By making the naming and organization of metadata fields more logical, we can make it easier for developers and users to find the necessary metadata fields when they inspect the metadata files as part of debugging or modifying their Planktoscopes.

Having three files instead of two to simplify and reorganize the metadata may seem to be counterproductive.
An alternative solution could be to improve the organization of the json file with nested objects, such as `personal_info: {"key":"value", ...}` and `settings:{"key":"value", ...}`.
However, separating different group of metadata fields into different files based on when/how those metadata files need to be changed/shared makes it easy to replace the values of one group of fields just by overwriting one file.
This is an advantage of having multiple metadata files rather than a single metadata file.

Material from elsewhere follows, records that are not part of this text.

//! Fast-path planners.
//!
//! The generic evaluator reaches marginal rates through finite differences and
//! totals through numeric band integration; both are slow and only
//! approximately exact at kinks. Two structural shapes cover most authored
//! schedules and admit exact closed forms:
//!
//! 1. a body that is *directly* a `brackets` call over the plain income
//!    selector with all-literal bounds and rates, and
//! 2. a body that is directly a `piece` over simple `x ⋚ threshold`
//!    conditions with affine arm values.
//!
//! Plans are built once at model construction and shared by every backend.

use crate::ast::{BinOp, Bound, CmpOp, Expr, Wrapper};
use crate::model::{Component, ComponentBody};
use crate::numeric::MIN_DERIVATIVE_STEP;

/// One resolved band with the cumulative tax at its lower edge precomputed,
/// turning total/marginal queries into O(#arms) range lookups.
#[derive(Debug, Clone, Copy, PartialEq)]
pub struct BracketArm {
    pub lower: f64,
    /// `f64::INFINITY` for the open-ended top band.
    pub upper: f64,
    pub rate: f64,
    pub base_at_lower: f64,
}

#[derive(Debug, Clone, PartialEq)]
pub struct BracketPlan {
    pub arms: Vec<BracketArm>,
    /// Total tax once the selector clears the last bounded band.
    pub final_total: f64,
    /// Bands may leave gaps (before the first, or between two); income inside
    /// a gap contributes rate 0 and keeps the lower band's base.
    pub has_gaps: bool,
}

#[derive(Debug, Clone, Copy, PartialEq)]
pub struct PieceArm {
    pub threshold: f64,
    pub inclusive: bool,
    /// Value on the arm is `a·x + b`.
    pub a: f64,
    pub b: f64,
}

#[derive(Debug, Clone, PartialEq)]
pub struct PieceValuePlan {
    pub arms: Vec<PieceArm>,
    pub else_a: f64,
    pub else_b: f64,
}

#[derive(Debug, Clone, Default)]
pub struct ComponentPlans {
    pub bracket: Option<BracketPlan>,
    pub piece: Option<PieceValuePlan>,
}

pub fn build_component_plans(component: &Component) -> ComponentPlans {
    ComponentPlans {
        bracket: build_bracket_plan(component),
        piece: build_piece_plan(component),
    }
}

/// An affine form `a·x + b`, proven symbolically.
#[derive(Debug, Clone, Copy, PartialEq)]
struct Affine {
    a: f64,
    b: f64,
}

fn build_bracket_plan(component: &Component) -> Option<BracketPlan> {
    if component.wrapper != Wrapper::Total {
        return None;
    }
    let ComponentBody::Block(block) = &component.body else {
        return None;
    };
    if !block.stmts.is_empty() {
        return None;
    }
    let Expr::Brackets { selector, arms } = &block.result else {
        return None;
    };
    if !matches!(selector.as_ref(), Expr::Ident(name) if name == "x") {
        return None;
    }

    let mut literal_arms = Vec::with_capacity(arms.len());
    for arm in arms {
        let lower = literal_bound(&arm.lower)?;
        let upper = literal_bound(&arm.upper)?;
        let rate = literal_number(&arm.rate)?;
        if !lower.is_finite() {
            return None;
        }
        if upper.is_finite() && upper <= lower {
            return None;
        }
        literal_arms.push((lower, upper, rate));
    }

    finalize_bracket_arms(&literal_arms)
}

/// Validates ordering, tracks gaps and precomputes cumulative bases.
pub(crate) fn finalize_bracket_arms(literal_arms: &[(f64, f64, f64)]) -> Option<BracketPlan> {
    if literal_arms.is_empty() {
        return None;
    }

    let mut previous_upper = f64::NEG_INFINITY;
    let mut has_gaps = false;
    for (index, &(lower, upper, _)) in literal_arms.iter().enumerate() {
        if index == 0 {
            if lower > 0.0 {
                has_gaps = true;
            }
        } else {
            if lower < previous_upper {
                return None;
            }
            if lower > previous_upper {
                has_gaps = true;
            }
        }
        // A band after an unbounded one can never be reached.
        if previous_upper == f64::INFINITY {
            return None;
        }
        previous_upper = upper;
    }

    let mut arms = Vec::with_capacity(literal_arms.len());
    let mut cumulative = 0.0;
    for &(lower, upper, rate) in literal_arms {
        arms.push(BracketArm {
            lower,
            upper,
            rate,
            base_at_lower: cumulative,
        });
        if upper.is_finite() {
            cumulative += (upper - lower) * rate;
        }
    }

    Some(BracketPlan {
        arms,
        final_total: cumulative,
        has_gaps,
    })
}

impl BracketPlan {
    /// Total tax at `selector` (already the banded income).
    pub fn total(&self, selector: f64) -> f64 {
        if !selector.is_finite() || selector <= 0.0 {
            return 0.0;
        }
        for arm in &self.arms {
            if selector <= arm.upper {
                if self.has_gaps && selector <= arm.lower {
                    return arm.base_at_lower;
                }
                return arm.base_at_lower + (selector - arm.lower) * arm.rate;
            }
        }
        self.final_total
    }

    /// Marginal rate at `income`, using the left-hand convention: the income
    /// is nudged one derivative step down before the band lookup so exact
    /// thresholds report the band below.
    pub fn marginal(&self, income: f64) -> f64 {
        if !income.is_finite() || income < 0.0 {
            return 0.0;
        }
        let left = if income > 0.0 {
            (income - MIN_DERIVATIVE_STEP).max(0.0)
        } else {
            0.0
        };
        for arm in &self.arms {
            if left < arm.upper {
                if self.has_gaps && left < arm.lower {
                    return 0.0;
                }
                return arm.rate;
            }
        }
        0.0
    }
}

fn build_piece_plan(component: &Component) -> Option<PieceValuePlan> {
    if component.wrapper != Wrapper::Total {
        return None;
    }
    let ComponentBody::Block(block) = &component.body else {
        return None;
    };
    if !block.stmts.is_empty() {
        return None;
    }
    let Expr::Piece { arms, default } = &block.result else {
        return None;
    };

    let mut plan_arms = Vec::with_capacity(arms.len());
    for arm in arms {
        let (threshold, inclusive) = upper_bound_condition(&arm.condition)?;
        let affine = extract_affine(&arm.value)?;
        plan_arms.push(PieceArm {
            threshold,
            inclusive,
            a: affine.a,
            b: affine.b,
        });
    }

    let (else_a, else_b) = match default {
        Some(expr) => {
            let affine = extract_affine(expr)?;
            (affine.a, affine.b)
        }
        None => (0.0, 0.0),
    };

    Some(PieceValuePlan {
        arms: plan_arms,
        else_a,
        else_b,
    })
}

impl PieceValuePlan {
    pub fn value(&self, income: f64) -> f64 {
        if !income.is_finite() {
            return 0.0;
        }
        for arm in &self.arms {
            let hit = if arm.inclusive {
                income <= arm.threshold
            } else {
                income < arm.threshold
            };
            if hit {
                return arm.a * income + arm.b;
            }
        }
        self.else_a * income + self.else_b
    }

    /// Marginal is the matched arm's slope, again with the left-hand nudge.
    pub fn marginal(&self, income: f64) -> f64 {
        if !income.is_finite() || income < 0.0 {
            return 0.0;
        }
        let left = if income > 0.0 {
            (income - MIN_DERIVATIVE_STEP).max(0.0)
        } else {
            0.0
        };
        for arm in &self.arms {
            let hit = if arm.inclusive {
                left <= arm.threshold
            } else {
                left < arm.threshold
            };
            if hit {
                return arm.a;
            }
        }
        self.else_a
    }
}

/// Matches `x < t`, `x <= t`, `t > x`, `t >= x` with a literal threshold.
fn upper_bound_condition(expr: &Expr) -> Option<(f64, bool)> {
    let Expr::Compare { op, lhs, rhs } = expr else {
        return None;
    };

    let lhs_is_x = matches!(lhs.as_ref(), Expr::Ident(name) if name == "x");
    let rhs_is_x = matches!(rhs.as_ref(), Expr::Ident(name) if name == "x");

    if lhs_is_x {
        let threshold = literal_number(rhs)?;
        return match op {
            CmpOp::Lt => Some((threshold, false)),
            CmpOp::Le => Some((threshold, true)),
            _ => None,
        };
    }
    if rhs_is_x {
        let threshold = literal_number(lhs)?;
        return match op {
            CmpOp::Gt => Some((threshold, false)),
            CmpOp::Ge => Some((threshold, true)),
            _ => None,
        };
    }
    None
}

/// Symbolic affine-coefficient extraction through +, -, unary minus,
/// multiplication by a constant and division by a nonzero constant.
fn extract_affine(expr: &Expr) -> Option<Affine> {
    match expr {
        Expr::Number(value) if value.is_finite() => Some(Affine { a: 0.0, b: *value }),
        Expr::Ident(name) if name == "x" => Some(Affine { a: 1.0, b: 0.0 }),
        Expr::Neg(inner) => {
            let inner = extract_affine(inner)?;
            Some(Affine {
                a: -inner.a,
                b: -inner.b,
            })
        }
        Expr::Binary { op, lhs, rhs } => {
            let left = extract_affine(lhs)?;
            let right = extract_affine(rhs)?;
            match op {
                BinOp::Add => Some(Affine {
                    a: left.a + right.a,
                    b: left.b + right.b,
                }),
                BinOp::Sub => Some(Affine {
                    a: left.a - right.a,
                    b: left.b - right.b,
                }),
                BinOp::Mul => multiply_affine(left, right),
                BinOp::Div => {
                    // Only division by a nonzero constant keeps the form affine.
                    if right.a != 0.0 || right.b == 0.0 {
                        return None;
                    }
                    Some(Affine {
                        a: left.a / right.b,
                        b: left.b / right.b,
                    })
                }
                BinOp::Pow => None,
            }
        }
        _ => None,
    }
}

fn multiply_affine(left: Affine, right: Affine) -> Option<Affine> {
    // x·x would be quadratic.
    if left.a != 0.0 && right.a != 0.0 {
        return None;
    }
    if left.a == 0.0 {
        Some(Affine {
            a: left.b * right.a,
            b: left.b * right.b,
        })
    } else {
        Some(Affine {
            a: right.b * left.a,
            b: right.b * left.b,
        })
    }
}

pub(crate) fn literal_bound(bound: &Bound) -> Option<f64> {
    match bound {
        Bound::Unbounded => Some(f64::INFINITY),
        Bound::Finite(expr) => literal_number(expr),
    }
}

pub(crate) fn literal_number(expr: &Expr) -> Option<f64> {
    match expr {
        Expr::Number(value) if value.is_finite() => Some(*value),
        Expr::Neg(inner) => literal_number(inner).map(|v| -v),
        _ => None,
    }
}
/// Render one frame
pub fn render(frame: &mut Frame, app: &mut App) {
    let [header, body, footer] = Layout::vertical([
        Constraint::Length(HEADER_HEIGHT),
        Constraint::Min(0),
        Constraint::Length(FOOTER_HEIGHT),
    ])
    .areas(frame.area());

    app.set_body_size(body.width, body.height);

    let column = build_column(app, body.width, body.height);
    app.section_heights = column
        .iter()
        .map(|(section, lines)| (*section, lines.len()))
        .collect();

    let total: usize = app.section_heights.iter().map(|(_, h)| h).sum();
    app.scroll = app.scroll.min(total.saturating_sub(body.height as usize));

    let active = active_section(&app.section_heights, app.scroll, body.height as usize);
    render_nav(frame, header, app, active);

    let visible: Vec<TextLine<'static>> = column
        .into_iter()
        .flat_map(|(_, lines)| lines)
        .skip(app.scroll)
        .take(body.height as usize)
        .collect();
    frame.render_widget(Paragraph::new(visible), body);

    render_footer(frame, footer, app);
}

/// Build every visible section's lines in order
fn build_column(app: &App, width: u16, height: u16) -> Vec<(Section, Vec<TextLine<'static>>)> {
    let Some(ref store) = app.profile else {
        // Degraded page: landing plus the chat, nothing profile-driven
        return vec![
            (Section::Home, home_lines(app, width, height, None)),
            (Section::AiChat, chat_lines(app, width)),
        ];
    };
    let profile = store.data();

    app.sections()
        .into_iter()
        .map(|section| {
            let lines = match section {
                Section::Home => home_lines(app, width, height, Some(profile)),
                Section::About => about_lines(profile, width),
                Section::Experience => experience_lines(profile, width),
                Section::Projects => project_lines(app, profile, width),
                Section::AiChat => chat_lines(app, width),
                Section::ThreeD => scene_lines(app, width),
                Section::Contact => contact_lines(profile),
            };
            (section, lines)
        })
        .collect()
}

/// Landing section: the particle backdrop with the identity overlay
fn home_lines(
    app: &App,
    width: u16,
    height: u16,
    profile: Option<&ProfileData>,
) -> Vec<TextLine<'static>> {
    let height = height.max(6);
    let mut canvas = Canvas::new(u32::from(width), u32::from(height) * 2, BG_COLOR);
    app.particles.draw(&mut canvas);
    app.trail.draw(&mut canvas, Instant::now());

    let mut lines = canvas_to_lines(&canvas, width, height);

    let center = usize::from(height) / 2;
    let name_style = Style::default()
        .fg(TuiColor::White)
        .add_modifier(Modifier::BOLD);

    match profile {
        Some(profile) => {
            overlay_centered(&mut lines, center - 1, &profile.full_name(), name_style, width);
            overlay_centered(
                &mut lines,
                center,
                &profile.title,
                Style::default().fg(ACCENT),
                width,
            );
            if let Some(ref subtitle) = profile.subtitle {
                overlay_centered(
                    &mut lines,
                    center + 1,
                    subtitle,
                    Style::default().fg(DIM),
                    width,
                );
            }
        }
        None => {
            overlay_centered(&mut lines, center - 1, "Portfolio", name_style, width);
            if let Some(ref err) = app.profile_error {
                overlay_centered(
                    &mut lines,
                    center + 1,
                    err,
                    Style::default().fg(TuiColor::Red),
                    width,
                );
            }
        }
    }

    overlay_centered(
        &mut lines,
        usize::from(height) - 1,
        "j/k scroll · tab next section",
        Style::default().fg(DIM),
        width,
    );

    lines
}

fn about_lines(profile: &ProfileData, width: u16) -> Vec<TextLine<'static>> {
    let mut lines = vec![heading("About")];
    push_wrapped(&mut lines, &profile.about.introduction, width, Style::default());
    for paragraph in &profile.about.paragraphs {
        lines.push(TextLine::default());
        push_wrapped(&mut lines, paragraph, width, Style::default());
    }
    lines.push(TextLine::default());
    lines
}

fn experience_lines(profile: &ProfileData, width: u16) -> Vec<TextLine<'static>> {
    let mut lines = vec![heading("Experience")];
    for entry in &profile.experiences {
        lines.push(TextLine::from(vec![
            Span::styled(
                entry.role.clone(),
                Style::default().add_modifier(Modifier::BOLD),
            ),
            Span::raw(format!(" · {} · {}", entry.company, entry.period)),
        ]));
        lines.push(TextLine::from(Span::styled(
            entry.location.clone(),
            Style::default().fg(DIM),
        )));
        for item in &entry.description {
            push_wrapped(&mut lines, &format!("• {item}"), width, Style::default());
        }
        if !entry.skills.is_empty() {
            lines.push(TextLine::from(Span::styled(
                format!("Skills: {}", entry.skills.join(", ")),
                Style::default().fg(ACCENT),
            )));
        }
        lines.push(TextLine::default());
    }
    lines
}

fn project_lines(app: &App, profile: &ProfileData, width: u16) -> Vec<TextLine<'static>> {
    let mut lines = vec![heading("Projects")];

    // Filter tag bar with the selected tag highlighted
    let mut spans = vec![Span::styled("Filter: ", Style::default().fg(DIM))];
    for tag in &app.filter_tags {
        let style = if tag == app.current_filter() {
            Style::default().fg(ACCENT).add_modifier(Modifier::BOLD)
        } else {
            Style::default().fg(DIM)
        };
        spans.push(Span::styled(format!("[{tag}] "), style));
    }
    lines.push(TextLine::from(spans));
    lines.push(TextLine::default());

    let filtered = filter_projects(&profile.projects, app.current_filter());
    if filtered.is_empty() {
        lines.push(TextLine::from(Span::styled(
            "No projects match this filter.",
            Style::default().fg(DIM),
        )));
    }

    for project in filtered {
        lines.push(project_title_line(project));

        for item in &project.description {
            push_wrapped(&mut lines, item, width, Style::default());
        }
        lines.push(TextLine::from(Span::styled(
            format!("Skills: {}", project.skills.join(", ")),
            Style::default().fg(ACCENT),
        )));
        if let Some(link) = project.link.as_ref().or(project.repo.as_ref()) {
            lines.push(TextLine::from(Span::styled(
                format!("{}: {}", project.link_text, link),
                Style::default().fg(DIM),
            )));
        }
        lines.push(TextLine::default());
    }
    lines
}
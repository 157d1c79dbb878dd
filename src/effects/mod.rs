//! Animated visual effects
//!
//! Frame-stepped simulations drawn into the virtual canvas: the particle
//! backdrop on the landing section, the pointer trail overlay, and the
//! rotating wireframe room. Each effect owns its state and exposes a
//! `step`/`draw` pair driven by the UI tick.

pub mod particles;
pub mod scene3d;
pub mod trail;

pub use particles::ParticleField;
pub use scene3d::WireframeRoom;
pub use trail::CursorTrail;
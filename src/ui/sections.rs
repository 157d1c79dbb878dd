//! Page sections and scroll tracking
//!
//! The portfolio renders as one continuous scrolled column of sections.
//! The active section (highlighted in the nav bar) is whichever one
//! contains the viewport midpoint, so the highlight flips roughly when a
//! section crosses the center of the screen.

use crate::profile::SectionsConfig;

/// Canonical section order
#[derive(Debug, Clone, Copy, PartialEq, Eq)]
pub enum Section {
    Home,
    About,
    Experience,
    Projects,
    AiChat,
    ThreeD,
    Contact,
}

impl Section {
    /// Nav bar label
    pub fn title(&self) -> &'static str {
        match self {
            Section::Home => "Home",
            Section::About => "About",
            Section::Experience => "Experience",
            Section::Projects => "Projects",
            Section::AiChat => "AI Chat",
            Section::ThreeD => "3D Room",
            Section::Contact => "Contact",
        }
    }
}

/// Sections enabled by the profile, in canonical order.
///
/// Home is unconditional; the rest follow their toggles.
pub fn visible_sections(config: &SectionsConfig) -> Vec<Section> {
    let mut sections = vec![Section::Home];
    if config.show_about {
        sections.push(Section::About);
    }
    if config.show_experience {
        sections.push(Section::Experience);
    }
    if config.show_projects {
        sections.push(Section::Projects);
    }
    if config.show_ai_chat {
        sections.push(Section::AiChat);
    }
    if config.show_three_d {
        sections.push(Section::ThreeD);
    }
    if config.show_contact {
        sections.push(Section::Contact);
    }
    sections
}

/// Resolve the active section from the scroll position.
///
/// `heights` pairs each visible section with its rendered height in
/// lines. The section containing `scroll + viewport / 2` wins; a scroll
/// near the very top always resolves to the first section.
pub fn active_section(
    heights: &[(Section, usize)],
    scroll: usize,
    viewport_height: usize,
) -> Option<Section> {
    let first = heights.first().map(|(s, _)| *s)?;

    if scroll < viewport_height / 2 {
        return Some(first);
    }

    let midpoint = scroll + viewport_height / 2;
    let mut cursor = 0;
    for (section, height) in heights {
        cursor += height;
        if midpoint < cursor {
            return Some(*section);
        }
    }

    // Past the end: the last section stays active
    heights.last().map(|(s, _)| *s)
}

#[cfg(test)]
mod tests {
    use super::*;
    use crate::profile::SectionToggles;

    #[test]
    fn test_default_config_shows_everything() {
        let sections = visible_sections(&SectionsConfig::default());
        assert_eq!(sections.len(), 7);
        assert_eq!(sections[0], Section::Home);
        assert_eq!(sections[6], Section::Contact);
    }

    #[test]
    fn test_disabled_sections_are_skipped_in_order() {
        let profile = crate::profile::sample_profile();
        let mut profile = profile;
        profile.sections = Some(SectionToggles {
            show_experience: Some(false),
            show_three_d: Some(false),
            ..Default::default()
        });

        let sections = visible_sections(&profile.sections_config());
        assert!(!sections.contains(&Section::Experience));
        assert!(!sections.contains(&Section::ThreeD));
        // Order of the remainder is preserved
        assert_eq!(
            sections,
            vec![
                Section::Home,
                Section::About,
                Section::Projects,
                Section::AiChat,
                Section::Contact,
            ]
        );
    }

    #[test]
    fn test_top_of_page_is_home() {
        let heights = vec![(Section::Home, 30), (Section::About, 40)];
        assert_eq!(active_section(&heights, 0, 20), Some(Section::Home));
        assert_eq!(active_section(&heights, 5, 20), Some(Section::Home));
    }

    #[test]
    fn test_midpoint_selects_section() {
        let heights = vec![
            (Section::Home, 30),
            (Section::About, 40),
            (Section::Contact, 10),
        ];

        // Midpoint at 35 lands inside About (30..70)
        assert_eq!(active_section(&heights, 25, 20), Some(Section::About));
        // Midpoint at 75 lands inside Contact (70..80)
        assert_eq!(active_section(&heights, 65, 20), Some(Section::Contact));
    }

    #[test]
    fn test_overscroll_keeps_last_section() {
        let heights = vec![(Section::Home, 30), (Section::Contact, 10)];
        assert_eq!(active_section(&heights, 500, 20), Some(Section::Contact));
    }

    #[test]
    fn test_empty_heights() {
        assert_eq!(active_section(&[], 0, 20), None);
    }
}
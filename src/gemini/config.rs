//! Google Gemini configuration

use crate::errors::{FolioError, Result};
use std::env;

/// Available Gemini models
#[derive(Debug, Clone, Copy, PartialEq, Eq)]
pub enum GeminiModel {
    /// Gemini 2.5 Flash - fast and cost-effective, the portfolio default
    Gemini25Flash,
    /// Gemini 2.5 Pro - most capable model
    Gemini25Pro,
}

impl GeminiModel {
    /// Get the model name for API requests
    pub fn model_name(&self) -> &'static str {
        match self {
            GeminiModel::Gemini25Flash => "gemini-2.5-flash",
            GeminiModel::Gemini25Pro => "gemini-2.5-pro",
        }
    }

    /// Endpoint path for a streaming generation call
    pub fn stream_endpoint(&self) -> String {
        format!("models/{}:streamGenerateContent", self.model_name())
    }
}

impl std::fmt::Display for GeminiModel {
    fn fmt(&self, f: &mut std::fmt::Formatter<'_>) -> std::fmt::Result {
        write!(f, "{}", self.model_name())
    }
}

/// Google Gemini configuration
#[derive(Debug, Clone)]
pub struct GeminiConfig {
    /// API key for Google AI
    pub api_key: String,
    /// Model to use
    pub model: GeminiModel,
    /// Request timeout in seconds
    pub timeout_seconds: u64,
}

impl Default for GeminiConfig {
    fn default() -> Self {
        Self {
            api_key: String::new(),
            model: GeminiModel::Gemini25Flash,
            timeout_seconds: 60,
        }
    }
}

impl GeminiConfig {
    /// Create configuration from environment variables.
    ///
    /// Returns `None` when `GEMINI_API_KEY` is absent; the chat feature
    /// then degrades to a fixed "unavailable" message instead of failing.
    pub fn from_env() -> Option<Self> {
        let api_key = env::var("GEMINI_API_KEY").ok()?;

        let model = match env::var("GEMINI_MODEL").ok().as_deref() {
            Some("gemini-2.5-pro") => GeminiModel::Gemini25Pro,
            _ => GeminiModel::Gemini25Flash,
        };

        Some(Self {
            api_key,
            model,
            ..Default::default()
        })
    }

    /// Validate the configuration
    pub fn validate(&self) -> Result<()> {
        if self.api_key.is_empty() {
            return Err(FolioError::ConfigurationError(
                "Gemini API key cannot be empty".to_string(),
            ));
        }

        if !self.api_key.starts_with("AIza") {
            return Err(FolioError::ConfigurationError(
                "Invalid Gemini API key format (should start with 'AIza')".to_string(),
            ));
        }

        if self.timeout_seconds == 0 || self.timeout_seconds > 300 {
            return Err(FolioError::ConfigurationError(
                "Timeout must be between 1 and 300 seconds".to_string(),
            ));
        }

        Ok(())
    }

    /// Get the base URL for the Gemini API
    pub fn base_url(&self) -> &'static str {
        "https://generativelanguage.googleapis.com/v1beta"
    }

    /// Full URL for a streaming endpoint (SSE framing)
    pub fn stream_url(&self) -> String {
        format!(
            "{}/{}?alt=sse&key={}",
            self.base_url(),
            self.model.stream_endpoint(),
            self.api_key
        )
    }
}

#[cfg(test)]
mod tests {
    use super::*;

    #[test]
    fn test_config_validation() {
        let mut config = GeminiConfig {
            api_key: "AIzaValidKey".to_string(),
            ..Default::default()
        };
        assert!(config.validate().is_ok());

        config.api_key = "InvalidKey".to_string();
        assert!(config.validate().is_err());

        config.api_key = String::new();
        assert!(config.validate().is_err());
    }

    #[test]
    fn test_stream_url_shape() {
        let config = GeminiConfig {
            api_key: "AIzaTest".to_string(),
            ..Default::default()
        };
        let url = config.stream_url();

        assert!(url.contains("gemini-2.5-flash:streamGenerateContent"));
        assert!(url.contains("alt=sse"));
    }
}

The use and limitations of prefixes (`acq_`, `object_`, `sample_`, `process_`) in the metadata field names is motivated by following EcoTaxa's metadata field naming system.

## Compatibility

There should be no compatibility issue unless we couple this proposal with the loading of `hardware.json` metadata fields from data stored in the PlanktoScope HAT's EEPROM.

## Implementation

The implementation impacts both the Node-RED dashboard and the Python backend.

### Python Backend
The following files will be impacted:

- `device-backend/control/pscopehat/planktoscope/imager/_init_.py`
- `device-backend/control/adafruithat/planktoscope/imager/_init_.py`
- `device-backend/control/pscopehat/planktoscope/stepper.py`
- `device-backend/control/adafruithat/planktoscope/stepper.py`

These files will need to be modified to:

- Load the `config.json` file in addition to the `hardware.json` file, in order to retrieve the metadata field values which this proposal moved from `hardware.json` latter file to the `config.json` file.
- Change the names of metadata fields according to this proposal.

### Node-RED Dashboard
The following files will be impacted:

- `adafruithat.json`
- `pscopehat.json`

The files will need to be modified to:

- Load the new variables implemented in `hardware.json` and `config.json`.
- Rename global variables in the Node-RED flows to match the metadata field names in the JSON files.
- Create the `personal_info.json` file if it does not already exist.
- Load metadata fields from `personal_info.json` as global variables in the Node-RED flows.
- Add new GUI input fields to set the values of new metadata fields as needed.
- Write metadata values to the three JSON files at the end of each process (Sample, Optic Configuration, Fluidic Acquisition)


## Open issues (if applicable)

- Maybe in a community-based meeting we should iterate on this proposal with recommendations from users, e.g. about which metadata fields they would like to retrieve with their exported data.
- Is there a version of the software that is not compatible with an old version of the hardware (to evaluate the compatibility issues)?